INFORMATION PROVIDED Block Start

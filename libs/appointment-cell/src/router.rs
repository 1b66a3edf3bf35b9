use axum::{
    Router,
    routing::get,
};

use shared_database::SharedStore;

use crate::handlers;

/// The slot index must already be installed on `store`; see
/// `SlotConflictService::install_slot_index`.
pub fn appointment_routes(store: SharedStore) -> Router {
    Router::new()
        .route("/", get(handlers::list_appointments).post(handlers::book_appointment))
        .with_state(store)
}
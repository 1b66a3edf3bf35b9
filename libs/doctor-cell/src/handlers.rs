use axum::{
    extract::{rejection::JsonRejection, Query, State},
    http::StatusCode,
    Json,
};
use serde_json::{json, Value};

use shared_database::SharedStore;
use shared_models::error::AppError;

use crate::models::{Doctor, DoctorListQuery};
use crate::services::DoctorService;

#[axum::debug_handler]
pub async fn list_doctors(
    State(store): State<SharedStore>,
    Query(query): Query<DoctorListQuery>,
) -> Result<Json<Vec<Doctor>>, AppError> {
    let doctor_service = DoctorService::new(store);

    let doctors = doctor_service.list_doctors(query).await?;

    Ok(Json(doctors))
}

#[axum::debug_handler]
pub async fn create_doctor(
    State(store): State<SharedStore>,
    payload: Result<Json<Value>, JsonRejection>,
) -> Result<(StatusCode, Json<Value>), AppError> {
    let Json(payload) = payload?;
    let doctor_service = DoctorService::new(store);

    let id = doctor_service.create_from_json(payload).await?;

    Ok((StatusCode::CREATED, Json(json!({ "id": id }))))
}
use serde_json::Value;
use tracing::{debug, info};

use shared_database::{to_document, Filter, SharedStore, StoreError};
use shared_models::ids::HospitalId;
use shared_utils::validation::decode_body;

use crate::models::{CreateHospitalRequest, Hospital, HospitalError, HOSPITAL_COLLECTION};

pub struct HospitalService {
    store: SharedStore,
}

impl HospitalService {
    pub fn new(store: SharedStore) -> Self {
        Self { store }
    }

    /// Validate a raw JSON body and create the hospital it describes.
    pub async fn create_from_json(&self, payload: Value) -> Result<HospitalId, HospitalError> {
        let request: CreateHospitalRequest = decode_body(payload)?;
        self.create_hospital(request).await
    }

    pub async fn create_hospital(&self, request: CreateHospitalRequest) -> Result<HospitalId, HospitalError> {
        let hospital = request.validate()?;
        debug!("Creating hospital: {}", hospital.name);

        let document = to_document(HOSPITAL_COLLECTION, &hospital)?;
        let id = self.store.insert(HOSPITAL_COLLECTION, document).await?;

        let id: HospitalId = id.parse().map_err(|_| StoreError::Decode {
            collection: HOSPITAL_COLLECTION.to_string(),
            message: format!("store returned a malformed identifier '{}'", id),
        })?;

        info!("Hospital created with ID: {}", id);
        Ok(id)
    }

    pub async fn list_hospitals(&self) -> Result<Vec<Hospital>, HospitalError> {
        let documents = self.store.query(HOSPITAL_COLLECTION, &Filter::new()).await?;
        debug!("Listing {} hospitals", documents.len());

        let hospitals = documents
            .into_iter()
            .map(|document| document.decode(HOSPITAL_COLLECTION))
            .collect::<Result<Vec<Hospital>, _>>()?;

        Ok(hospitals)
    }
}
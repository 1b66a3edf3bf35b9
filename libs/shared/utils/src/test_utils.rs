use std::sync::Arc;

use axum::{
    body::Body,
    http::{Method, Request, StatusCode},
    Router,
};
use serde_json::{json, Value};
use tower::ServiceExt;

use shared_database::{MemoryStore, SharedStore};

/// A fresh in-memory store, returned both concretely (for `count`) and as
/// the shared handle routers take.
pub fn memory_store() -> (Arc<MemoryStore>, SharedStore) {
    let store = Arc::new(MemoryStore::new());
    let shared: SharedStore = store.clone();
    (store, shared)
}

/// Sends one request through a router and returns the status and JSON body
/// (`Value::Null` for an empty body).
pub async fn send_json(router: Router, method: Method, uri: &str, body: Option<Value>) -> (StatusCode, Value) {
    match body {
        Some(body) => send_raw(router, method, uri, Some("application/json"), body.to_string()).await,
        None => send_raw(router, method, uri, None, String::new()).await,
    }
}

/// Like `send_json`, but with an arbitrary body and optional content type.
pub async fn send_raw(
    router: Router,
    method: Method,
    uri: &str,
    content_type: Option<&str>,
    body: String,
) -> (StatusCode, Value) {
    let mut builder = Request::builder().method(method).uri(uri);
    if let Some(content_type) = content_type {
        builder = builder.header("content-type", content_type);
    }
    let request = builder.body(Body::from(body)).expect("valid test request");

    let response = router.oneshot(request).await.expect("router is infallible");
    let status = response.status();

    let bytes = axum::body::to_bytes(response.into_body(), usize::MAX)
        .await
        .expect("readable response body");
    let json = if bytes.is_empty() {
        Value::Null
    } else {
        serde_json::from_slice(&bytes).expect("JSON response body")
    };

    (status, json)
}

pub struct Fixtures;

impl Fixtures {
    pub fn hospital() -> Value {
        json!({
            "name": "Al Shifa Hospital",
            "city": "Riyadh",
            "address": "Olaya District, Street 10",
            "phone": "+966500000001"
        })
    }

    pub fn clinic(hospital_id: &str) -> Value {
        json!({
            "hospital_id": hospital_id,
            "name": "Internal Medicine",
            "specialties": ["internal medicine", "diabetes"]
        })
    }

    pub fn doctor(clinic_id: &str) -> Value {
        json!({
            "clinic_id": clinic_id,
            "name": "Dr. Ahmed Salem",
            "specialty": "internal medicine",
            "days_available": ["Sat", "Mon", "Wed"],
            "time_slots": ["09:00", "09:30", "10:00", "10:30", "11:00"]
        })
    }

    pub fn appointment(doctor_id: &str, date: &str, time_slot: &str) -> Value {
        json!({
            "patient_name": "Mona Ali",
            "patient_phone": "+966500000009",
            "doctor_id": doctor_id,
            "date": date,
            "time_slot": time_slot
        })
    }
}
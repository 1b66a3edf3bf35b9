pub mod error;
pub mod ids;
pub mod validation;

pub use error::AppError;
pub use ids::{AppointmentId, ClinicId, DoctorId, HospitalId};
pub use validation::ValidationError;
use thiserror::Error;

/// Rejection raised while turning a request body into a validated record.
/// Always raised before the store is touched.
#[derive(Error, Debug, Clone, PartialEq, Eq)]
pub enum ValidationError {
    #[error("Invalid request body: {0}")]
    Malformed(String),

    #[error("Field '{0}' is required")]
    MissingField(&'static str),

    #[error("Field '{field}' {reason}")]
    InvalidField { field: &'static str, reason: String },

    #[error("Invalid ID format for '{field}': {value}")]
    InvalidReference { field: &'static str, value: String },
}

impl ValidationError {
    pub fn is_reference_error(&self) -> bool {
        matches!(self, ValidationError::InvalidReference { .. })
    }
}
use tracing::{debug, info, warn};

use shared_database::SharedStore;

use crate::models::{AppointmentError, Slot, APPOINTMENT_COLLECTION, SLOT_FIELDS};

pub struct SlotConflictService {
    store: SharedStore,
}

impl SlotConflictService {
    pub fn new(store: SharedStore) -> Self {
        Self { store }
    }

    /// Registers the (doctor_id, date, time_slot) uniqueness constraint with
    /// the store. Must run before the first booking is accepted.
    pub async fn install_slot_index(&self) -> Result<(), AppointmentError> {
        self.store
            .ensure_unique_index(APPOINTMENT_COLLECTION, &SLOT_FIELDS)
            .await?;

        info!(
            "Slot exclusivity enforced by {} store on {}",
            self.store.backend_name(),
            APPOINTMENT_COLLECTION
        );
        Ok(())
    }

    /// Check whether any appointment already holds the slot
    pub async fn is_slot_taken(&self, slot: &Slot) -> Result<bool, AppointmentError> {
        debug!("Checking conflicts for {}", slot);

        let existing = self.store
            .query(APPOINTMENT_COLLECTION, &slot.filter())
            .await?;

        if !existing.is_empty() {
            warn!("Conflict detected for {} - {} existing appointments", slot, existing.len());
        }

        Ok(!existing.is_empty())
    }
}
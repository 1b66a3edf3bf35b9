use axum::{
    extract::{rejection::JsonRejection, Query, State},
    http::StatusCode,
    Json,
};
use serde_json::{json, Value};

use shared_database::SharedStore;
use shared_models::error::AppError;

use crate::models::{Appointment, AppointmentListQuery};
use crate::services::AppointmentBookingService;

#[axum::debug_handler]
pub async fn list_appointments(
    State(store): State<SharedStore>,
    Query(query): Query<AppointmentListQuery>,
) -> Result<Json<Vec<Appointment>>, AppError> {
    let booking_service = AppointmentBookingService::new(store);

    let appointments = booking_service.list_appointments(query).await?;

    Ok(Json(appointments))
}

#[axum::debug_handler]
pub async fn book_appointment(
    State(store): State<SharedStore>,
    payload: Result<Json<Value>, JsonRejection>,
) -> Result<(StatusCode, Json<Value>), AppError> {
    let Json(payload) = payload?;
    let booking_service = AppointmentBookingService::new(store);

    let booked = booking_service.book_from_json(payload).await?;

    Ok((StatusCode::CREATED, Json(json!(booked))))
}
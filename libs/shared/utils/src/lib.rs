pub mod validation;
pub mod test_utils;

INFORMATION PROVIDED Block End

ACTIVITY: Extract exactly the lines between the line containing "Ok(Json(appointments))" and the end of the data, including both.

SOLUTION TO THIS PROBLEM:
    Ok(Json(appointments))
}

#[axum::debug_handler]
pub async fn book_appointment(
    State(store): State<SharedStore>,
    payload: Result<Json<Value>, JsonRejection>,
) -> Result<(StatusCode, Json<Value>), AppError> {
    let Json(payload) = payload?;
    let booking_service = AppointmentBookingService::new(store);

    let booked = booking_service.book_from_json(payload).await?;

    Ok((StatusCode::CREATED, Json(json!(booked))))
}
filename libs/shared/utils/src/lib.rs
pub mod validation;
pub mod test_utils;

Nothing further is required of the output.